*Assignment*: Return all of the entries exactly as written.

*Data for this task*:
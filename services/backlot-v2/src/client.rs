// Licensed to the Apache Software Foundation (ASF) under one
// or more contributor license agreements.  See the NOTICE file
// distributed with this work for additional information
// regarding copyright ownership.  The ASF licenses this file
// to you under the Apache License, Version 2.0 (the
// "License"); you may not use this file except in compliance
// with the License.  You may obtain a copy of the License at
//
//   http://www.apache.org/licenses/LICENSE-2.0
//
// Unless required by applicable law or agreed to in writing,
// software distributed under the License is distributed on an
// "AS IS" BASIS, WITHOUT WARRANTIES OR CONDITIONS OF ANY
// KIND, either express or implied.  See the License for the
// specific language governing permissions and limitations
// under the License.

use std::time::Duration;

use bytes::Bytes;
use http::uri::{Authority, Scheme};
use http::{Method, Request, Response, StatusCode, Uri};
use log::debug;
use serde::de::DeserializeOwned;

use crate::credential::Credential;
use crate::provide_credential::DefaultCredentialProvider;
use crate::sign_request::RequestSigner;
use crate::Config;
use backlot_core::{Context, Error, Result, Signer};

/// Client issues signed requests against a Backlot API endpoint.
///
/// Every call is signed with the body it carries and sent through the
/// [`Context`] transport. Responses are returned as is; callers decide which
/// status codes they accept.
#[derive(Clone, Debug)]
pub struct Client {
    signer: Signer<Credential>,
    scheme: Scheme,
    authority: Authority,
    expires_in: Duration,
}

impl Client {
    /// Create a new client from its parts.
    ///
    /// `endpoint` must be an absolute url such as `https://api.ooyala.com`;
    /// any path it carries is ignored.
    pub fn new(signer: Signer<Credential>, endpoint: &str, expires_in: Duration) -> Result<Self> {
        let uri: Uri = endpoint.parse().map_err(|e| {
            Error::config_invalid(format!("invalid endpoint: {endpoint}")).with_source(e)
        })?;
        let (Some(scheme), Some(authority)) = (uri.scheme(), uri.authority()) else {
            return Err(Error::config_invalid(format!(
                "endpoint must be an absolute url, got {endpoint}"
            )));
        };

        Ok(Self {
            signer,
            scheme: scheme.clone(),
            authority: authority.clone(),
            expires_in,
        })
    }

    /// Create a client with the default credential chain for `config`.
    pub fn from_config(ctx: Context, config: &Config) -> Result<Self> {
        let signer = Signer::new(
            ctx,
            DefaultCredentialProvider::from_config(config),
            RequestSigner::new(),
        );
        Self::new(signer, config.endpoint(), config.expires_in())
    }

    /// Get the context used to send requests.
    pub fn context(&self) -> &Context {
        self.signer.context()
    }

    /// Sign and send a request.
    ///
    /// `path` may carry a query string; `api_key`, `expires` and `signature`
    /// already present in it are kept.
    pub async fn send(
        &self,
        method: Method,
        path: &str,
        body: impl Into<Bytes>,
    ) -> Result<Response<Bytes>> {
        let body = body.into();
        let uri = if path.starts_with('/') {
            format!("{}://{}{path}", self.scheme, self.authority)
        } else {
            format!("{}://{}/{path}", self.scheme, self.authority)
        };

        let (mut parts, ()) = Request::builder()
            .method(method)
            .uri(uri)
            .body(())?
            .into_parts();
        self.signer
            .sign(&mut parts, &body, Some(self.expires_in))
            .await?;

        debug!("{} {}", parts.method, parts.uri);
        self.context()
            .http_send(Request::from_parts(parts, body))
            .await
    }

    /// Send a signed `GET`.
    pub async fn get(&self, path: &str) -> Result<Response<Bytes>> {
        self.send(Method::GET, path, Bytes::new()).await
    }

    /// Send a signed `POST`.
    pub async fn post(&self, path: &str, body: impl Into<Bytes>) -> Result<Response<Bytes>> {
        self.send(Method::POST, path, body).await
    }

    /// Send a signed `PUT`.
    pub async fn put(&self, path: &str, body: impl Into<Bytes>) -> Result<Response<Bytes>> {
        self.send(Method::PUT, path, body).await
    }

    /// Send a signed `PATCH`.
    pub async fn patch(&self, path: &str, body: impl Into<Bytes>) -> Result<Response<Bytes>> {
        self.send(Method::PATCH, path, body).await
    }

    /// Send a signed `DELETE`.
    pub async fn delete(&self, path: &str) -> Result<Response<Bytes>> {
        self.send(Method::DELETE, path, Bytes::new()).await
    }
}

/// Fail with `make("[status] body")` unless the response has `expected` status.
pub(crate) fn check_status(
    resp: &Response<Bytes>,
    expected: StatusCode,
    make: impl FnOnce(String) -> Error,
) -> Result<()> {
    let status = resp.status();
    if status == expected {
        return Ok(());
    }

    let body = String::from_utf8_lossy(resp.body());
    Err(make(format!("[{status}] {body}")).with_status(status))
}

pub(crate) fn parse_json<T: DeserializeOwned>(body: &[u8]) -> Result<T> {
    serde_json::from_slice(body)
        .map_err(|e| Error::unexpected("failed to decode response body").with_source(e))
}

*Answer to this problem*:
filename services/backlot-v2/src/client.rs
// Licensed to the Apache Software Foundation (ASF) under one
// or more contributor license agreements.  See the NOTICE file
// distributed with this work for additional information
// regarding copyright ownership.  The ASF licenses this file
// to you under the Apache License, Version 2.0 (the
// "License"); you may not use this file except in compliance
// with the License.  You may obtain a copy of the License at
//
//   http://www.apache.org/licenses/LICENSE-2.0
//
// Unless required by applicable law or agreed to in writing,
// software distributed under the License is distributed on an
// "AS IS" BASIS, WITHOUT WARRANTIES OR CONDITIONS OF ANY
// KIND, either express or implied.  See the License for the
// specific language governing permissions and limitations
// under the License.

use std::time::Duration;

use bytes::Bytes;
use http::uri::{Authority, Scheme};
use http::{Method, Request, Response, StatusCode, Uri};
use log::debug;
use serde::de::DeserializeOwned;

use crate::credential::Credential;
use crate::provide_credential::DefaultCredentialProvider;
use crate::sign_request::RequestSigner;
use crate::Config;
use backlot_core::{Context, Error, Result, Signer};

/// Client issues signed requests against a Backlot API endpoint.
///
/// Every call is signed with the body it carries and sent through the
/// [`Context`] transport. Responses are returned as is; callers decide which
/// status codes they accept.
#[derive(Clone, Debug)]
pub struct Client {
    signer: Signer<Credential>,
    scheme: Scheme,
    authority: Authority,
    expires_in: Duration,
}

impl Client {
    /// Create a new client from its parts.
    ///
    /// `endpoint` must be an absolute url such as `https://api.ooyala.com`;
    /// any path it carries is ignored.
    pub fn new(signer: Signer<Credential>, endpoint: &str, expires_in: Duration) -> Result<Self> {
        let uri: Uri = endpoint.parse().map_err(|e| {
            Error::config_invalid(format!("invalid endpoint: {endpoint}")).with_source(e)
        })?;
        let (Some(scheme), Some(authority)) = (uri.scheme(), uri.authority()) else {
            return Err(Error::config_invalid(format!(
                "endpoint must be an absolute url, got {endpoint}"
            )));
        };

        Ok(Self {
            signer,
            scheme: scheme.clone(),
            authority: authority.clone(),
            expires_in,
        })
    }

    /// Create a client with the default credential chain for `config`.
    pub fn from_config(ctx: Context, config: &Config) -> Result<Self> {
        let signer = Signer::new(
            ctx,
            DefaultCredentialProvider::from_config(config),
            RequestSigner::new(),
        );
        Self::new(signer, config.endpoint(), config.expires_in())
    }

    /// Get the context used to send requests.
    pub fn context(&self) -> &Context {
        self.signer.context()
    }

    /// Sign and send a request.
    ///
    /// `path` may carry a query string; `api_key`, `expires` and `signature`
    /// already present in it are kept.
    pub async fn send(
        &self,
        method: Method,
        path: &str,
        body: impl Into<Bytes>,
    ) -> Result<Response<Bytes>> {
        let body = body.into();
        let uri = if path.starts_with('/') {
            format!("{}://{}{path}", self.scheme, self.authority)
        } else {
            format!("{}://{}/{path}", self.scheme, self.authority)
        };

        let (mut parts, ()) = Request::builder()
            .method(method)
            .uri(uri)
            .body(())?
            .into_parts();
        self.signer
            .sign(&mut parts, &body, Some(self.expires_in))
            .await?;

        debug!("{} {}", parts.method, parts.uri);
        self.context()
            .http_send(Request::from_parts(parts, body))
            .await
    }

    /// Send a signed `GET`.
    pub async fn get(&self, path: &str) -> Result<Response<Bytes>> {
        self.send(Method::GET, path, Bytes::new()).await
    }

    /// Send a signed `POST`.
    pub async fn post(&self, path: &str, body: impl Into<Bytes>) -> Result<Response<Bytes>> {
        self.send(Method::POST, path, body).await
    }

    /// Send a signed `PUT`.
    pub async fn put(&self, path: &str, body: impl Into<Bytes>) -> Result<Response<Bytes>> {
        self.send(Method::PUT, path, body).await
    }

    /// Send a signed `PATCH`.
    pub async fn patch(&self, path: &str, body: impl Into<Bytes>) -> Result<Response<Bytes>> {
        self.send(Method::PATCH, path, body).await
    }

    /// Send a signed `DELETE`.
    pub async fn delete(&self, path: &str) -> Result<Response<Bytes>> {
        self.send(Method::DELETE, path, Bytes::new()).await
    }
}

/// Fail with `make("[status] body")` unless the response has `expected` status.
pub(crate) fn check_status(
    resp: &Response<Bytes>,
    expected: StatusCode,
    make: impl FnOnce(String) -> Error,
) -> Result<()> {
    let status = resp.status();
    if status == expected {
        return Ok(());
    }

    let body = String::from_utf8_lossy(resp.body());
    Err(make(format!("[{status}] {body}")).with_status(status))
}

pub(crate) fn parse_json<T: DeserializeOwned>(body: &[u8]) -> Result<T> {
    serde_json::from_slice(body)
        .map_err(|e| Error::unexpected("failed to decode response body").with_source(e))
}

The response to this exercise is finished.